__Instructions for the task__: Lines to restate from the data below: from the one containing "pub async fn submit(&self)" to the one containing "request = SubmitRequest::new(form.target(), form.serialize());", both included. Give them again exactly, and only them.

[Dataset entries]
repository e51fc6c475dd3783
//! Fixtures shared by the taxonomy use case tests.

use std::sync::Arc;

use chrono::{TimeZone, Utc};

use catalog_domain::{AncestorPath, AttributeId, CategoryAttribute, CategoryId};

use crate::infrastructure::clock::FixedClock;
use crate::infrastructure::ports::ClockPort;

pub fn fixed_clock() -> Arc<dyn ClockPort> {
    Arc::new(FixedClock(Utc.timestamp_opt(1_700_000_000, 0).unwrap()))
}

/// A stored node whose lineage is `path` (ids of level-0 node down to parent).
///
/// The parent's description is not known here, so `parent_attribute` is
/// `"node-<parent id>"`.
pub fn attribute(id: i64, category: i64, description: &str, path: &[i64]) -> CategoryAttribute {
    let ancestor_path =
        AncestorPath::new(path.iter().copied().map(AttributeId::from_raw).collect())
            .expect("fixture path");
    CategoryAttribute {
        id: AttributeId::from_raw(id),
        category_id: CategoryId::from_raw(category),
        parent_id: ancestor_path.last(),
        description: description.to_string(),
        level: ancestor_path.level(),
        parent_attribute: ancestor_path.last().map(|p| format!("node-{}", p)),
        ancestor_path,
        created_at: Utc.timestamp_opt(1_700_000_000, 0).unwrap(),
    }
}
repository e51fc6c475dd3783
//! Error types for port operations.

/// Repository operation errors with context for debugging.
#[derive(Debug, thiserror::Error)]
pub enum RepoError {
    /// Entity not found - includes entity type and ID for actionable error messages.
    #[error("{entity_type} not found: {id}")]
    NotFound {
        entity_type: &'static str,
        id: String,
    },

    /// Database operation failed - includes operation name for tracing.
    #[error("Database error in {operation}: {message}")]
    Database {
        operation: &'static str,
        message: String,
    },

    /// Serialization/deserialization failed.
    #[error("Serialization error: {0}")]
    Serialization(String),

    /// A uniqueness constraint rejected the write.
    #[error("Unique constraint violated: {0}")]
    UniqueViolation(String),

    /// A referential-integrity constraint rejected the write.
    #[error("Foreign key constraint violated: {0}")]
    ForeignKeyViolation(String),
}

impl RepoError {
    /// Create a NotFound error with entity type and ID context.
    pub fn not_found(entity_type: &'static str, id: impl ToString) -> Self {
        Self::NotFound {
            entity_type,
            id: id.to_string(),
        }
    }

    /// Create a Database error with operation context.
    pub fn database(operation: &'static str, message: impl ToString) -> Self {
        Self::Database {
            operation,
            message: message.to_string(),
        }
    }

    /// Create a Serialization error.
    pub fn serialization(message: impl ToString) -> Self {
        Self::Serialization(message.to_string())
    }
}
//! Category entity - the root of one classification tree
//!
//! A category (e.g. "Safety Helmets") owns every attribute node whose
//! `category_id` points at it. It can only be removed once that tree is empty.

use chrono::{DateTime, Utc};
use serde::{Deserialize, Serialize};

use catalog_domain::CategoryId;

#[derive(Debug, Clone, PartialEq, Eq, Serialize, Deserialize)]
pub struct Category {
    pub id: CategoryId,
    /// Unique across all categories
    pub name: String,
    pub created_at: DateTime<Utc>,
}

impl Category {
    pub fn new(id: CategoryId, name: impl Into<String>, created_at: DateTime<Utc>) -> Self {
        Self {
            id,
            name: name.into(),
            created_at,
        }
    }
}
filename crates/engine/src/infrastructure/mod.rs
//! Infrastructure implementations.
//!
//! Contains port trait implementations for external dependencies.

pub mod clock;
pub mod config;
pub mod ports;
pub mod sqlite;
//! Testability port for injecting time.
//!
//! Tests pin time with `infrastructure::clock::FixedClock`.

use chrono::{DateTime, Utc};

pub trait ClockPort: Send + Sync {
    fn now(&self) -> DateTime<Utc>;
}
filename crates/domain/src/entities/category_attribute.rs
//! Category attribute entity - one node in a category's classification tree
//!
//! Nodes are never updated in place. Renaming or moving a node is a delete
//! followed by an insert, so every field here is fixed at creation.

use chrono::{DateTime, Utc};
use serde::{Deserialize, Serialize};

use catalog_domain::{AttributeId, CategoryId};

use crate::chain::ResolvedChain;
use crate::value_objects::{AncestorPath, AttributeDescription};

/// A stored attribute node.
#[derive(Debug, Clone, PartialEq, Eq, Serialize, Deserialize)]
pub struct CategoryAttribute {
    pub id: AttributeId,
    pub category_id: CategoryId,
    /// Immediate parent; `None` at level 0
    pub parent_id: Option<AttributeId>,
    pub description: String,
    /// Always `ancestor_path.level()`
    pub level: u32,
    pub ancestor_path: AncestorPath,
    /// Description of the immediate parent; `None` at level 0
    pub parent_attribute: Option<String>,
    pub created_at: DateTime<Utc>,
}

impl CategoryAttribute {
    /// Listing shape used when walking a subtree.
    pub fn summary(&self) -> NodeSummary {
        NodeSummary {
            id: self.id,
            description: self.description.clone(),
            level: self.level,
            parent_attribute: self.parent_attribute.clone(),
        }
    }

    /// Listing shape used for level-0 nodes.
    pub fn root_summary(&self) -> RootAttribute {
        RootAttribute {
            id: self.id,
            category_id: self.category_id,
            description: self.description.clone(),
        }
    }
}

/// A node that has passed path validation but has no id yet.
#[derive(Debug, Clone, PartialEq, Eq)]
pub struct NewCategoryAttribute {
    pub category_id: CategoryId,
    pub parent_id: Option<AttributeId>,
    pub description: AttributeDescription,
    pub level: u32,
    pub ancestor_path: AncestorPath,
    pub parent_attribute: Option<String>,
    pub created_at: DateTime<Utc>,
}

impl NewCategoryAttribute {
    /// Derive the structural fields of a new node from its validated lineage.
    pub fn under(
        chain: &ResolvedChain,
        description: AttributeDescription,
        created_at: DateTime<Utc>,
    ) -> Self {
        Self {
            category_id: chain.category_id(),
            parent_id: chain.parent_id(),
            description,
            level: chain.level(),
            ancestor_path: chain.path(),
            parent_attribute: chain.parent_attribute().map(str::to_string),
            created_at,
        }
    }
}

/// One entry of a descendant listing.
#[derive(Debug, Clone, PartialEq, Eq, Serialize, Deserialize)]
pub struct NodeSummary {
    pub id: AttributeId,
    pub description: String,
    pub level: u32,
    pub parent_attribute: Option<String>,
}

/// One entry of the level-0 listing.
#[derive(Debug, Clone, PartialEq, Eq, Serialize, Deserialize)]
pub struct RootAttribute {
    pub id: AttributeId,
    pub category_id: CategoryId,
    pub description: String,
}

/// Result of a successful insert.
#[derive(Debug, Clone, PartialEq, Eq, Serialize, Deserialize)]
pub struct NodeCreated {
    pub id: AttributeId,
    pub category_id: CategoryId,
    pub description: String,
    pub level: u32,
    pub parent_attribute: Option<String>,
}

impl From<&CategoryAttribute> for NodeCreated {
    fn from(node: &CategoryAttribute) -> Self {
        Self {
            id: node.id,
            category_id: node.category_id,
            description: node.description.clone(),
            level: node.level,
            parent_attribute: node.parent_attribute.clone(),
        }
    }
}
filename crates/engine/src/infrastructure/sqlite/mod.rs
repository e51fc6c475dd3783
//! SQLite-backed attribute tree store.
//!
//! The store enforces the structural constraints the engine relies on:
//! - unique category names
//! - unique descriptions among siblings (level 0 siblings share a NULL parent)
//! - `category_id` and `parent_id` foreign keys with `ON DELETE RESTRICT`

mod taxonomy_repo;


use std::str::FromStr;

use sqlx::sqlite::{SqliteConnectOptions, SqlitePool, SqlitePoolOptions};

use crate::infrastructure::config::EngineConfig;
use crate::infrastructure::ports::RepoError;

pub use taxonomy_repo::{SqliteTaxonomyRepo, SqliteTaxonomyTx};

const SCHEMA: &[&str] = &[
    r#"
    CREATE TABLE IF NOT EXISTS categories (
        id INTEGER PRIMARY KEY AUTOINCREMENT,
        name TEXT NOT NULL UNIQUE,
        created_at TEXT NOT NULL
    )
    "#,
    r#"
    CREATE TABLE IF NOT EXISTS category_attributes (
        id INTEGER PRIMARY KEY AUTOINCREMENT,
        category_id INTEGER NOT NULL REFERENCES categories(id) ON DELETE RESTRICT,
        parent_id INTEGER REFERENCES category_attributes(id) ON DELETE RESTRICT,
        description TEXT NOT NULL,
        level INTEGER NOT NULL CHECK (level >= 0),
        ancestor_path TEXT NOT NULL,
        parent_attribute TEXT,
        created_at TEXT NOT NULL
    )
    "#,
    // NULL parents would never collide in a plain UNIQUE index, so level 0 uses 0.
    r#"
    CREATE UNIQUE INDEX IF NOT EXISTS category_attributes_sibling_description
    ON category_attributes (category_id, COALESCE(parent_id, 0), description)
    "#,
    r#"
    CREATE INDEX IF NOT EXISTS category_attributes_parent
    ON category_attributes (parent_id)
    "#,
    r#"
    CREATE INDEX IF NOT EXISTS category_attributes_level
    ON category_attributes (level, category_id)
    "#,
];

/// Open a connection pool with foreign keys enforced.
pub async fn connect(config: &EngineConfig) -> Result<SqlitePool, RepoError> {
    let options = SqliteConnectOptions::from_str(&config.database_url)
        .map_err(|e| RepoError::database("connect", e))?
        .foreign_keys(true)
        .busy_timeout(config.busy_timeout);

    SqlitePoolOptions::new()
        .max_connections(config.max_connections)
        .connect_with(options)
        .await
        .map_err(|e| RepoError::database("connect", e))
}

/// Single-connection in-memory pool.
///
/// The database lives exactly as long as its one connection, so the pool never
/// retires it.
pub async fn connect_in_memory() -> Result<SqlitePool, RepoError> {
    let options = SqliteConnectOptions::from_str("sqlite::memory:")
        .map_err(|e| RepoError::database("connect", e))?
        .foreign_keys(true);

    SqlitePoolOptions::new()
        .max_connections(1)
        .min_connections(1)
        .idle_timeout(None)
        .max_lifetime(None)
        .connect_with(options)
        .await
        .map_err(|e| RepoError::database("connect", e))
}

/// Create tables and indexes.
///
/// Safe to call on every startup; every statement is `IF NOT EXISTS`.
pub async fn ensure_schema(pool: &SqlitePool) -> Result<(), RepoError> {
    for statement in SCHEMA {
        sqlx::query(statement)
            .execute(pool)
            .await
            .map_err(|e| RepoError::database("ensure_schema", e))?;
    }

    tracing::info!("SQLite schema initialized (tables and indexes ensured)");
    Ok(())
}

const SQLITE_CONSTRAINT_FOREIGNKEY: &str = "787";
const SQLITE_CONSTRAINT_TRIGGER: &str = "1811";

/// Translate store errors, keeping constraint failures distinguishable.
pub(crate) fn map_sqlx_error(operation: &'static str, err: sqlx::Error) -> RepoError {
    if let sqlx::Error::Database(db_err) = &err {
        // ON DELETE RESTRICT raises SQLITE_CONSTRAINT_TRIGGER (1811), not the
        // SQLITE_CONSTRAINT_FOREIGNKEY (787) that `kind()` recognises.
        if matches!(
            db_err.code().as_deref(),
            Some(SQLITE_CONSTRAINT_FOREIGNKEY) | Some(SQLITE_CONSTRAINT_TRIGGER)
        ) {
            return RepoError::ForeignKeyViolation(db_err.message().to_string());
        }
        match db_err.kind() {
            sqlx::error::ErrorKind::UniqueViolation => {
                return RepoError::UniqueViolation(db_err.message().to_string());
            }
            sqlx::error::ErrorKind::ForeignKeyViolation => {
                return RepoError::ForeignKeyViolation(db_err.message().to_string());
            }
            _ => {}
        }
    }
    RepoError::database(operation, err)
}
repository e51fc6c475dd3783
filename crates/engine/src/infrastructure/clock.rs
//! Clock implementations.

use crate::infrastructure::ports::ClockPort;
use chrono::{DateTime, Utc};

/// System clock - uses real time.
pub struct SystemClock;

impl SystemClock {
    pub fn new() -> Self {
        Self
    }
}

impl Default for SystemClock {
    fn default() -> Self {
        Self::new()
    }
}

impl ClockPort for SystemClock {
    fn now(&self) -> DateTime<Utc> {
        Utc::now()
    }
}

/// Fixed clock for testing.
#[cfg(test)]
pub struct FixedClock(pub DateTime<Utc>);

#[cfg(test)]
impl ClockPort for FixedClock {
    fn now(&self) -> DateTime<Utc> {
        self.0
    }
}
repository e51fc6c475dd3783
//! Port traits for infrastructure boundaries.
//!
//! These are the ONLY abstractions in the engine. Everything else is concrete types.
//! Ports exist for:
//! - The attribute tree store (could swap SQLite -> Postgres)
//! - Clock (for testing)

mod error;
mod repos;
mod testing;

// =============================================================================
// Repository Ports
// =============================================================================
pub use repos::*;

pub use error::RepoError;

// =============================================================================
// Testability Ports
// =============================================================================
pub use testing::ClockPort;
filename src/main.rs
use log::{error, info};

use contact_page::{browser, config};

fn main() {
    // Initialize console error panic hook for better error messages
    console_error_panic_hook::set_once();

    console_log::init_with_level(config::log_level()).expect("error initializing log");

    info!("Starting page scripts");
    if let Err(e) = browser::start() {
        error!("Failed to start page scripts: {}", e);
    }
}
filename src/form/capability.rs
use futures::future::LocalBoxFuture;

use crate::error::TransportError;

pub const ACCEPT_JSON: &str = "application/json";

#[derive(Debug, Clone, Copy, PartialEq, Eq)]
pub enum Method {
    Get,
    Post,
}

impl Method {
    /// Reads a form's `method` attribute. Anything other than `get`
    /// (including a missing attribute) submits with POST.
    pub fn from_attribute(attribute: Option<&str>) -> Self {
        match attribute.map(str::trim) {
            Some(method) if method.eq_ignore_ascii_case("get") => Method::Get,
            _ => Method::Post,
        }
    }

    pub fn as_str(&self) -> &'static str {
        match self {
            Method::Get => "GET",
            Method::Post => "POST",
        }
    }
}

/// Named text fields in document order. Repeated names are kept.
#[derive(Debug, Clone, Default, PartialEq, Eq)]
pub struct FormPayload {
    fields: Vec<(String, String)>,
}

impl FormPayload {
    pub fn push(&mut self, name: impl Into<String>, value: impl Into<String>) {
        self.fields.push((name.into(), value.into()));
    }

    pub fn fields(&self) -> &[(String, String)] {
        &self.fields
    }

    pub fn is_empty(&self) -> bool {
        self.fields.is_empty()
    }

    pub fn to_query_string(&self) -> String {
        self.fields
            .iter()
            .map(|(name, value)| {
                format!(
                    "{}={}",
                    urlencoding::encode(name),
                    urlencoding::encode(value)
                )
            })
            .collect::<Vec<_>>()
            .join("&")
    }
}

impl FromIterator<(String, String)> for FormPayload {
    fn from_iter<I: IntoIterator<Item = (String, String)>>(iter: I) -> Self {
        Self {
            fields: iter.into_iter().collect(),
        }
    }
}

#[derive(Debug, Clone, PartialEq, Eq)]
pub struct FormTarget {
    pub action: String,
    pub method: Method,
}

#[derive(Debug, Clone, PartialEq, Eq)]
pub struct SubmitRequest {
    pub action: String,
    pub method: Method,
    pub payload: FormPayload,
    pub accept: &'static str,
}

impl SubmitRequest {
    pub fn new(target: FormTarget, payload: FormPayload) -> Self {
        Self {
            action: target.action,
            method: target.method,
            payload,
            accept: ACCEPT_JSON,
        }
    }

    /// GET carries the fields in the query string; POST sends them as the body.
    pub fn url(&self) -> String {
        match self.method {
            Method::Post => self.action.clone(),
            Method::Get if self.payload.is_empty() => self.action.clone(),
            Method::Get => {
                let separator = if self.action.contains('?') { '&' } else { '?' };
                format!("{}{}{}", self.action, separator, self.payload.to_query_string())
            }
        }
    }
}

#[derive(Debug, Clone, PartialEq, Eq)]
pub struct SubmitResponse {
    pub status: u16,
    pub body: String,
}

impl SubmitResponse {
    pub fn is_success(&self) -> bool {
        (200..300).contains(&self.status)
    }
}

pub trait Validator {
    fn check_validity(&self) -> bool;
    /// Surfaces the native validation UI.
    fn report_validity(&self);
}

pub trait Serializer {
    fn serialize(&self) -> FormPayload;
}

pub trait Transport {
    fn send(&self, request: SubmitRequest)
        -> LocalBoxFuture<'static, Result<SubmitResponse, TransportError>>;
}

pub trait ContactForm: Validator + Serializer {
    fn target(&self) -> FormTarget;
    fn reset(&self);
}
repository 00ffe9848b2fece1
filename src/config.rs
use log::Level;
use serde::Deserialize;

use crate::error::ConfigError;

/// Id of the optional inline JSON block that overrides [`PageConfig`].
pub const CONFIG_ELEMENT_ID: &str = "page-config";

#[cfg(debug_assertions)]
pub fn log_level() -> Level {
    Level::Debug // Local builds served by `trunk serve`
}

#[cfg(not(debug_assertions))]
pub fn log_level() -> Level {
    Level::Info
}

#[derive(Debug, Clone, PartialEq, Default, Deserialize)]
#[serde(default)]
pub struct PageConfig {
    pub selectors: Selectors,
    pub behavior: Behavior,
    pub text: Text,
}

/// CSS selectors used to locate the elements the page scripts attach to.
#[derive(Debug, Clone, PartialEq, Deserialize)]
#[serde(default)]
pub struct Selectors {
    pub navbar: String,
    pub nav_links: String,
    pub fade_targets: String,
    pub success_modal: String,
    pub error_modal: String,
    pub modal: String,
    pub close_button: String,
    pub modal_message: String,
    pub form: String,
    pub submit_button: String,
}

impl Default for Selectors {
    fn default() -> Self {
        Self {
            navbar: "#navbar".to_string(),
            nav_links: "nav a".to_string(),
            fade_targets: ".fade-in".to_string(),
            success_modal: "#successModal".to_string(),
            error_modal: "#errorModal".to_string(),
            modal: ".modal".to_string(),
            close_button: ".close-btn".to_string(),
            modal_message: ".modal-body p".to_string(),
            form: ".contact-form".to_string(),
            submit_button: "button[type=\"submit\"]".to_string(),
        }
    }
}

#[derive(Debug, Clone, PartialEq, Deserialize)]
#[serde(default)]
pub struct Behavior {
    /// Vertical offset past which the navbar is styled as scrolled.
    pub scroll_threshold: f64,
    /// Fraction of the viewport height a fade target's top must be above.
    pub reveal_ratio: f64,
    pub auto_close_ms: u32,
    /// Matches the CSS transition on `.modal`.
    pub hide_transition_ms: u32,
}

impl Default for Behavior {
    fn default() -> Self {
        Self {
            scroll_threshold: 50.0,
            reveal_ratio: 0.85,
            auto_close_ms: 3000,
            hide_transition_ms: 420,
        }
    }
}

#[derive(Debug, Clone, PartialEq, Deserialize)]
#[serde(default)]
pub struct Text {
    pub sending_label: String,
    pub default_submit_label: String,
    pub failure_message: String,
    pub network_error_message: String,
    pub error_prefix: String,
}

impl Default for Text {
    fn default() -> Self {
        Self {
            sending_label: "Sending...".to_string(),
            default_submit_label: "Send Message".to_string(),
            failure_message: "Failed to send message. Please try again.".to_string(),
            network_error_message: "Network error: could not send message.".to_string(),
            error_prefix: "❌ ".to_string(),
        }
    }
}

impl PageConfig {
    /// Parses an inline configuration block. Missing keys keep their defaults.
    pub fn from_json(raw: &str) -> Result<Self, ConfigError> {
        let config: PageConfig = serde_json::from_str(raw)?;
        config.validate()?;
        Ok(config)
    }

    pub fn validate(&self) -> Result<(), ConfigError> {
        let behavior = &self.behavior;
        if !(behavior.reveal_ratio > 0.0 && behavior.reveal_ratio <= 1.0) {
            return Err(ConfigError::RevealRatio(behavior.reveal_ratio));
        }
        if !behavior.scroll_threshold.is_finite() || behavior.scroll_threshold < 0.0 {
            return Err(ConfigError::ScrollThreshold(behavior.scroll_threshold));
        }
        if behavior.auto_close_ms == 0 {
            return Err(ConfigError::ZeroDuration("auto_close_ms"));
        }
        if behavior.hide_transition_ms == 0 {
            return Err(ConfigError::ZeroDuration("hide_transition_ms"));
        }
        Ok(())
    }

    /// Like [`PageConfig::from_json`], but falls back to defaults with a warning.
    pub fn from_json_or_default(raw: Option<&str>) -> Self {
        match raw.map(str::trim).filter(|raw| !raw.is_empty()) {
            None => Self::default(),
            Some(raw) => match Self::from_json(raw) {
                Ok(config) => config,
                Err(e) => {
                    log::warn!("Ignoring inline page config: {}", e);
                    Self::default()
                }
            },
        }
    }
}
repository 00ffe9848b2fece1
use thiserror::Error;

/// Failures while locating the page and installing the behaviours.
#[derive(Debug, Error)]
pub enum PageError {
    #[error("no global `window` exists")]
    NoWindow,
    #[error("window has no document")]
    NoDocument,
    #[error("invalid selector `{selector}`: {reason}")]
    Selector { selector: String, reason: String },
    #[error("failed to attach `{event}` listener: {reason}")]
    Listener { event: &'static str, reason: String },
}

#[derive(Debug, Error)]
pub enum ConfigError {
    #[error("malformed page config: {0}")]
    Parse(#[from] serde_json::Error),
    #[error("reveal_ratio must be within (0, 1], got {0}")]
    RevealRatio(f64),
    #[error("scroll_threshold must be a non-negative number, got {0}")]
    ScrollThreshold(f64),
    #[error("{0} must be greater than zero")]
    ZeroDuration(&'static str),
}

/// A request that never produced an HTTP response.
#[derive(Debug, Clone, PartialEq, Eq, Error)]
pub enum TransportError {
    #[error("could not build request: {0}")]
    Build(String),
    #[error("request failed: {0}")]
    Send(String),
}

use std::any::Any;
use std::cell::Cell;
use std::fmt;
use std::rc::Rc;

use crate::modal::ModalId;

/// What a handler subscribes to. Targets are named by their role on the page;
/// the event source resolves them to concrete elements.
#[derive(Debug, Clone, Copy, PartialEq, Eq, Hash)]
pub enum Topic {
    Scroll,
    /// The window finished loading all resources.
    Load,
    KeyDown,
    NavClick(usize),
    CloseClick(ModalId),
    /// A click whose target is the modal container itself rather than its content.
    BackdropClick(ModalId),
    Submit,
}

#[derive(Debug, Default)]
pub struct PageEvent {
    key: Option<String>,
    default_prevented: Cell<bool>,
}

impl PageEvent {
    pub fn new() -> Self {
        Self::default()
    }

    pub fn with_key(key: impl Into<String>) -> Self {
        Self {
            key: Some(key.into()),
            ..Self::default()
        }
    }

    pub fn key(&self) -> Option<&str> {
        self.key.as_deref()
    }

    pub fn prevent_default(&self) {
        self.default_prevented.set(true);
    }

    pub fn is_default_prevented(&self) -> bool {
        self.default_prevented.get()
    }
}

pub type Handler = Rc<dyn Fn(&PageEvent)>;

pub trait EventSource {
    /// Registers `handler` for `topic`. The handler stays attached until the
    /// returned [`Subscription`] is dropped. Subscribing to a target that does
    /// not exist on the page yields an empty subscription.
    fn subscribe(&self, topic: Topic, handler: Handler) -> Subscription;
}

/// Keeps a listener attached; dropping it detaches the listener.
#[must_use = "dropping a subscription detaches its handler"]
pub struct Subscription {
    guards: Vec<Box<dyn Any>>,
}

impl Subscription {
    pub fn new(guard: impl Any) -> Self {
        Self {
            guards: vec![Box::new(guard)],
        }
    }

    pub fn empty() -> Self {
        Self { guards: Vec::new() }
    }

    pub fn from_guards(guards: Vec<Box<dyn Any>>) -> Self {
        Self { guards }
    }

    pub fn is_empty(&self) -> bool {
        self.guards.is_empty()
    }

    /// Leaves the handler attached for the lifetime of the page.
    pub fn forget(self) {
        std::mem::forget(self);
    }
}

impl fmt::Debug for Subscription {
    fn fmt(&self, f: &mut fmt::Formatter<'_>) -> fmt::Result {
        f.debug_struct("Subscription")
            .field("guards", &self.guards.len())
            .finish()
    }
}
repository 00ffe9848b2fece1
use crate::dom::{NodeRef, Viewport};

pub const SCROLLED_CLASS: &str = "scrolled";

/// Marks the navbar as scrolled once the page moves past a threshold.
pub struct NavbarStyler {
    navbar: Option<NodeRef>,
    threshold: f64,
}

impl NavbarStyler {
    pub fn new(navbar: Option<NodeRef>, threshold: f64) -> Self {
        Self { navbar, threshold }
    }

    pub fn update(&self, viewport: &dyn Viewport) {
        if let Some(navbar) = &self.navbar {
            navbar.toggle_class(SCROLLED_CLASS, viewport.scroll_y() > self.threshold);
        }
    }
}
//! Contact form submission.

mod capability;
mod message;

use std::rc::Rc;

pub use capability::{
    ContactForm, FormPayload, FormTarget, Method, Serializer, SubmitRequest, SubmitResponse,
    Transport, Validator, ACCEPT_JSON,
};
pub use message::server_message;

use crate::config::Text;
use crate::dom::SubmitControl;
use crate::error::TransportError;
use crate::modal::{ModalController, ModalId};

/// Which branch a submission ended in.
#[derive(Debug, Clone, PartialEq, Eq)]
pub enum SubmitOutcome {
    /// The form failed its own validation; nothing was sent.
    Invalid,
    Delivered,
    Rejected { status: u16, message: String },
    Failed(TransportError),
}

struct Inner {
    form: Rc<dyn ContactForm>,
    submit: Option<Rc<dyn SubmitControl>>,
    transport: Rc<dyn Transport>,
    modals: ModalController,
    text: Text,
}

#[derive(Clone)]
pub struct FormHandler {
    inner: Rc<Inner>,
}

impl FormHandler {
    pub fn new(
        form: Rc<dyn ContactForm>,
        submit: Option<Rc<dyn SubmitControl>>,
        transport: Rc<dyn Transport>,
        modals: ModalController,
        text: Text,
    ) -> Self {
        Self {
            inner: Rc::new(Inner {
                form,
                submit,
                transport,
                modals,
                text,
            }),
        }
    }

    pub async fn submit(&self) -> SubmitOutcome {
        let Inner {
            form,
            submit,
            transport,
            modals,
            text,
        } = &*self.inner;

        if !form.check_validity() {
            form.report_validity();
            return SubmitOutcome::Invalid;
        }

        let _busy = submit
            .as_ref()
            .map(|control| BusyLabel::engage(control.clone(), text));

        let request = SubmitRequest::new(form.target(), form.serialize());
        log::debug!("Submitting contact form to {}", request.action);

        match transport.send(request).await {
            Ok(response) if response.is_success() => {
                log::info!("Form submit response: {}", response.status);
                modals.show(ModalId::Success);
                form.reset();
                SubmitOutcome::Delivered
            }
            Ok(response) => {
                log::info!("Form submit response: {}", response.status);
                let message =
                    server_message(&response.body).unwrap_or_else(|| text.failure_message.clone());
                modals.set_message(ModalId::Error, &format!("{}{}", text.error_prefix, message));
                modals.show(ModalId::Error);
                SubmitOutcome::Rejected {
                    status: response.status,
                    message,
                }
            }
            Err(e) => {
                log::error!("Error sending form: {}", e);
                modals.set_message(
                    ModalId::Error,
                    &format!("{}{}", text.error_prefix, text.network_error_message),
                );
                modals.show(ModalId::Error);
                SubmitOutcome::Failed(e)
            }
        }
    }
}

/// Disables the submit control for the lifetime of a request and restores it
/// on drop, whichever way the request ends.
struct BusyLabel {
    control: Rc<dyn SubmitControl>,
    original: String,
    fallback: String,
}

impl BusyLabel {
    fn engage(control: Rc<dyn SubmitControl>, text: &Text) -> Self {
        let original = control.label();
        control.set_disabled(true);
        control.set_label(&text.sending_label);
        Self {
            control,
            original,
            fallback: text.default_submit_label.clone(),
        }
    }
}

impl Drop for BusyLabel {
    fn drop(&mut self) {
        self.control.set_disabled(false);
        let label = if self.original.is_empty() {
            &self.fallback
        } else {
            &self.original
        };
        self.control.set_label(label);
    }
}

__Exercise result__:
    pub async fn submit(&self) -> SubmitOutcome {
        let Inner {
            form,
            submit,
            transport,
            modals,
            text,
        } = &*self.inner;

        if !form.check_validity() {
            form.report_validity();
            return SubmitOutcome::Invalid;
        }

        let _busy = submit
            .as_ref()
            .map(|control| BusyLabel::engage(control.clone(), text));

        let request = SubmitRequest::new(form.target(), form.serialize());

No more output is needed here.